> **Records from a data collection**
Content starts
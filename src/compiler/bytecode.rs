//! The instruction set and the containers compiled code lives in

use std::collections::BTreeMap;
use std::fmt::{self, Display, Write};
use std::rc::Rc;

use crate::error::Position;
use crate::helpers::ImmutableString;
use crate::vm::{Heap, Value};

/// The "ISA" of the interpreter. Operands are 4-byte big-endian integers.
#[repr(u8)]
#[derive(Debug, Clone, Copy, PartialEq, Eq, Hash)]
pub enum Op {
    /// Push constant #n of the current procedure
    Constant = 0,
    /// Push slot `index` of the invocation `depth` levels up
    Variable,
    /// Pop into slot `index` of the invocation `depth` levels up
    SetVariable,
    /// Save the operand count on the stack and start a new one
    ResetOperandCount,
    /// Call the procedure below the pending operands, saving the return address
    Call,
    /// Call replacing the current frame
    TailCall,
    /// Pop the result and resume the caller
    Return,
    /// Push a closure over lambda constant #n
    Lambda,
    Pop,
    /// Branch by a signed offset, relative to the end of the operand
    Jump,
    /// Pop and branch if the value is #f
    ConditionalJump,
    /// Stop, handing the popped value to the host
    Exit,
    /// Stop with an unspecified result
    LambdaExit,
}

const OPS: [Op; 13] = [
    Op::Constant,
    Op::Variable,
    Op::SetVariable,
    Op::ResetOperandCount,
    Op::Call,
    Op::TailCall,
    Op::Return,
    Op::Lambda,
    Op::Pop,
    Op::Jump,
    Op::ConditionalJump,
    Op::Exit,
    Op::LambdaExit,
];

impl Op {
    pub fn from_byte(byte: u8) -> Option<Op> {
        OPS.get(byte as usize).cloned()
    }

    pub fn operand_count(self) -> usize {
        match self {
            Op::Variable | Op::SetVariable => 2,
            Op::Constant | Op::Lambda | Op::Jump | Op::ConditionalJump => 1,
            _ => 0,
        }
    }

    /// Encoded size, operands included
    pub fn size(self) -> usize {
        1 + 4 * self.operand_count()
    }
}

impl Display for Op {
    fn fmt(&self, f: &mut fmt::Formatter) -> fmt::Result {
        fmt::Debug::fmt(self, f)
    }
}

/// A byte-encoded instruction stream, with the source positions of its calls
#[derive(Debug, Clone, Default, PartialEq)]
pub struct Bytecode {
    data: Vec<u8>,
    positions: BTreeMap<usize, Position>,
}

impl Bytecode {
    pub fn new() -> Bytecode {
        Bytecode::default()
    }

    pub fn len(&self) -> usize {
        self.data.len()
    }

    pub fn is_empty(&self) -> bool {
        self.data.is_empty()
    }

    pub fn emit(&mut self, op: Op) {
        self.data.push(op as u8);
    }

    pub fn emit_with(&mut self, op: Op, operand: i32) {
        self.emit(op);
        self.data.extend_from_slice(&operand.to_be_bytes());
    }

    pub fn emit_with2(&mut self, op: Op, first: i32, second: i32) {
        self.emit_with(op, first);
        self.data.extend_from_slice(&second.to_be_bytes());
    }

    /// Emits `op` and attributes it to `position` for backtraces
    pub fn emit_at(&mut self, op: Op, position: &Position) {
        self.positions.insert(self.data.len(), position.clone());
        self.emit(op);
    }

    pub fn append(&mut self, other: Bytecode) {
        let offset = self.data.len();
        self.positions
            .extend(other.positions.into_iter().map(|(at, p)| (at + offset, p)));
        self.data.extend(other.data);
    }

    pub fn op(&self, at: usize) -> Option<Op> {
        self.data.get(at).cloned().and_then(Op::from_byte)
    }

    pub fn operand(&self, at: usize) -> Option<i32> {
        let bytes = self.data.get(at..at + 4)?;
        Some(i32::from_be_bytes([bytes[0], bytes[1], bytes[2], bytes[3]]))
    }

    /// The position of the closest recorded instruction at or before `at`
    pub fn position(&self, at: usize) -> Option<&Position> {
        self.positions.range(..=at).next_back().map(|(_, p)| p)
    }

    /// One line per instruction: offset, opcode and operands
    pub fn disassemble(&self) -> String {
        let mut out = String::new();
        let mut pc = 0;
        while pc < self.data.len() {
            let op = match self.op(pc) {
                Some(op) => op,
                None => {
                    let _ = writeln!(out, "{:04} <invalid {}>", pc, self.data[pc]);
                    pc += 1;
                    continue;
                }
            };
            let _ = write!(out, "{:04} {}", pc, op);
            for i in 0..op.operand_count() {
                if let Some(operand) = self.operand(pc + 1 + 4 * i) {
                    let _ = write!(out, " {}", operand);
                }
            }
            out.push('\n');
            pc += op.size();
        }
        out
    }
}

/// Compile-time constants of a procedure
#[derive(Debug, Clone)]
pub enum Constant {
    Value(Value),
    Lambda(Rc<Lambda>),
}

/// A compiled procedure body
#[derive(Debug, Clone, Default)]
pub struct Lambda {
    pub name: Option<ImmutableString>,
    pub argument_count: usize,
    /// Whether surplus arguments are collected into a list
    pub rest: bool,
    /// Arguments followed by internal definitions
    pub slot_count: usize,
    pub constants: Vec<Constant>,
    pub body: Bytecode,
}

impl Lambda {
    pub fn accepts(&self, count: usize) -> bool {
        count == self.argument_count || self.rest && count > self.argument_count
    }

    /// Lists the body, its constants and every nested lambda
    pub fn disassemble(&self, heap: &Heap) -> String {
        let mut out = String::new();
        self.disassemble_into(heap, "", &mut out);
        out
    }

    fn disassemble_into(&self, heap: &Heap, indent: &str, out: &mut String) {
        let _ = writeln!(
            out,
            "{}lambda {} (arguments: {}{}, slots: {})",
            indent,
            self.name.as_ref().map(|n| &n[..]).unwrap_or("<anonymous>"),
            self.argument_count,
            if self.rest { " + rest" } else { "" },
            self.slot_count
        );
        for line in self.body.disassemble().lines() {
            let _ = writeln!(out, "{}  {}", indent, line);
        }
        let nested = format!("{}    ", indent);
        for (i, constant) in self.constants.iter().enumerate() {
            match *constant {
                Constant::Value(ref value) => {
                    let _ = writeln!(out, "{}  #{} = {}", indent, i, value.to_repl(heap));
                }
                Constant::Lambda(ref lambda) => {
                    let _ = writeln!(out, "{}  #{} =", indent, i);
                    lambda.disassemble_into(heap, &nested, out);
                }
            }
        }
    }
}

#[cfg(test)]
mod test {
    use super::*;

    #[test]
    fn operands_are_big_endian() {
        let mut code = Bytecode::new();
        code.emit_with(Op::Constant, 258);
        code.emit_with2(Op::Variable, 1, -1);
        assert_eq!(code.len(), Op::Constant.size() + Op::Variable.size());
        assert_eq!(code.op(0), Some(Op::Constant));
        assert_eq!(code.operand(1), Some(258));
        assert_eq!(code.operand(6), Some(1));
        assert_eq!(code.operand(10), Some(-1));
    }

    #[test]
    fn append_shifts_positions() {
        let mut first = Bytecode::new();
        first.emit(Op::Pop);
        let mut second = Bytecode::new();
        second.emit(Op::Pop);
        second.emit_at(Op::Call, &Position::default());
        first.append(second);
        assert!(first.position(0).is_none());
        assert!(first.position(2).is_some());
    }

    #[test]
    fn disassembly() {
        let mut code = Bytecode::new();
        code.emit(Op::ResetOperandCount);
        code.emit_with(Op::Jump, -6);
        code.emit(Op::Exit);
        assert_eq!(code.disassemble(), "0000 ResetOperandCount\n0001 Jump -6\n0006 Exit\n");
    }
}
fn quotient(a: Number, b: Number) -> Result<Number, String> {
    check!(!b.is_zero(), "Division by zero.".to_string());
    match (a, b) {
        (Number::Integer(a), Number::Integer(b)) => match a.checked_rem(b) {
            Some(0) => a
                .checked_div(b)
                .map(Number::Integer)
                .ok_or_else(|| "Integer overflow.".to_string()),
            Some(_) => Ok(Number::Float(a as f64 / b as f64)),
            None => Err("Integer overflow.".to_string()),
        },
        (a, b) => Ok(Number::Float(a.to_float() / b.to_float())),
    }
}

fn fold(values: &[Value], start: Number, op: impl Fn(Number, Number) -> Result<Number, String>) -> Result<Value, String> {
    let mut acc = start;
    for value in values {
        acc = op(acc, number(value)?)?;
    }
    Ok(acc.into_value())
}

fn add(_: &mut Heap, values: &[Value]) -> Result<Value, String> {
    fold(values, Number::Integer(0), |a, b| arithmetic(a, b, i64::checked_add, |x, y| x + y))
}

fn multiply(_: &mut Heap, values: &[Value]) -> Result<Value, String> {
    fold(values, Number::Integer(1), |a, b| arithmetic(a, b, i64::checked_mul, |x, y| x * y))
}

fn subtract(_: &mut Heap, values: &[Value]) -> Result<Value, String> {
    let sub = |a, b| arithmetic(a, b, i64::checked_sub, |x, y| x - y);
    match values {
        [only] => sub(Number::Integer(0), number(only)?).map(Number::into_value),
        _ => fold(&values[1..], number(&values[0])?, sub),
    }
}

fn divide(_: &mut Heap, values: &[Value]) -> Result<Value, String> {
    match values {
        [only] => quotient(Number::Integer(1), number(only)?).map(Number::into_value),
        _ => fold(&values[1..], number(&values[0])?, quotient),
    }
}

chain!(number_eq, number, ==);
chain!(number_lt, number, <);
chain!(number_gt, number, >);
chain!(number_le, number, <=);
chain!(number_ge, number, >=);

fn is_zero(_: &mut Heap, values: &[Value]) -> Result<Value, String> {
    Ok(Value::Boolean(number(&values[0])?.is_zero()))
}

fn number_to_string(heap: &mut Heap, values: &[Value]) -> Result<Value, String> {
    number(&values[0])?;
    Ok(Value::string(&values[0].to_repl(heap)))
}

// Anything that does not read as exactly one number gives #f
fn string_to_number(_: &mut Heap, values: &[Value]) -> Result<Value, String> {
    let datums = match read(text(&values[0])?, None) {
        Ok(datums) => datums,
        Err(_) => return Ok(Value::Boolean(false)),
    };
    Ok(match datums.as_slice() {
        [datum] => match datum.kind {
            DatumKind::Integer(n) => Value::Integer(n),
            DatumKind::Float(f) => Value::Float(f),
            _ => Value::Boolean(false),
        },
        _ => Value::Boolean(false),
    })
}

//
// Booleans and equivalence
//

fn not(_: &mut Heap, values: &[Value]) -> Result<Value, String> {
    Ok(Value::Boolean(!values[0].is_true()))
}

chain!(boolean_eq, boolean, ==);

fn eqv(_: &mut Heap, values: &[Value]) -> Result<Value, String> {
    Ok(Value::Boolean(values[0] == values[1]))
}

fn equal(heap: &mut Heap, values: &[Value]) -> Result<Value, String> {
    Ok(Value::Boolean(values[0].equal(&values[1], heap)))
}

//
// Characters
//

fn char_to_integer(_: &mut Heap, values: &[Value]) -> Result<Value, String> {
    Ok(Value::Integer(u32::from(character(&values[0])?).into()))
}

fn integer_to_char(_: &mut Heap, values: &[Value]) -> Result<Value, String> {
    let n = integer(&values[0])?;
    check!(n >= 0 && n <= i64::from(u32::max_value()), invalid());
    std::char::from_u32(n as u32).map(Value::Character).ok_or_else(invalid)
}

chain!(char_eq, character, ==);
chain!(char_lt, character, <);
chain!(char_gt, character, >);
chain!(char_le, character, <=);
chain!(char_ge, character, >=);

//
// Strings and symbols
//

fn make_string(_: &mut Heap, values: &[Value]) -> Result<Value, String> {
    check!(values.len() <= 2, invalid());
    let count = integer(&values[0])?;
    check!(count >= 0, invalid());
    let fill = match values.get(1) {
        Some(value) => character(value)?,
        None => ' ',
    };
    Ok(Value::string(&std::iter::repeat(fill).take(count as usize).collect::<String>()))
}

fn string(_: &mut Heap, values: &[Value]) -> Result<Value, String> {
    let s = values.iter().map(character).collect::<Result<String, _>>()?;
    Ok(Value::string(&s))
}

fn string_length(_: &mut Heap, values: &[Value]) -> Result<Value, String> {
    Ok(Value::Integer(text(&values[0])?.chars().count() as i64))
}

fn string_ref(_: &mut Heap, values: &[Value]) -> Result<Value, String> {
    let s = text(&values[0])?;
    let at = index(&values[1], s.chars().count(), false)?;
    s.chars().nth(at).map(Value::Character).ok_or_else(invalid_index)
}

chain!(string_eq, text, ==);
chain!(string_lt, text, <);
chain!(string_gt, text, >);
chain!(string_le, text, <=);
chain!(string_ge, text, >=);

// Characters `start..end` of `s`, both checked against its length
fn slice(s: &str, start: Option<&Value>, end: Option<&Value>) -> Result<String, String> {
    let len = s.chars().count();
    let start = match start {
        Some(value) => index(value, len, true)?,
        None => 0,
    };
    let end = match end {
        Some(value) => index(value, len, true)?,
        None => len,
    };
    check!(start <= end, invalid_index());
    Ok(s.chars().skip(start).take(end - start).collect())
}

fn substring(_: &mut Heap, values: &[Value]) -> Result<Value, String> {
    let s = slice(text(&values[0])?, values.get(1), values.get(2))?;
    Ok(Value::string(&s))
}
Content ends
> **EXERCISE REQUIREMENTS**
Take every line from the records that holds "Option" and copy it down.

> **EXERCISE SOLUTION**
    pub fn from_byte(byte: u8) -> Option<Op> {
    pub fn op(&self, at: usize) -> Option<Op> {
    pub fn operand(&self, at: usize) -> Option<i32> {
    pub fn position(&self, at: usize) -> Option<&Position> {
    pub name: Option<ImmutableString>,
fn slice(s: &str, start: Option<&Value>, end: Option<&Value>) -> Result<String, String> {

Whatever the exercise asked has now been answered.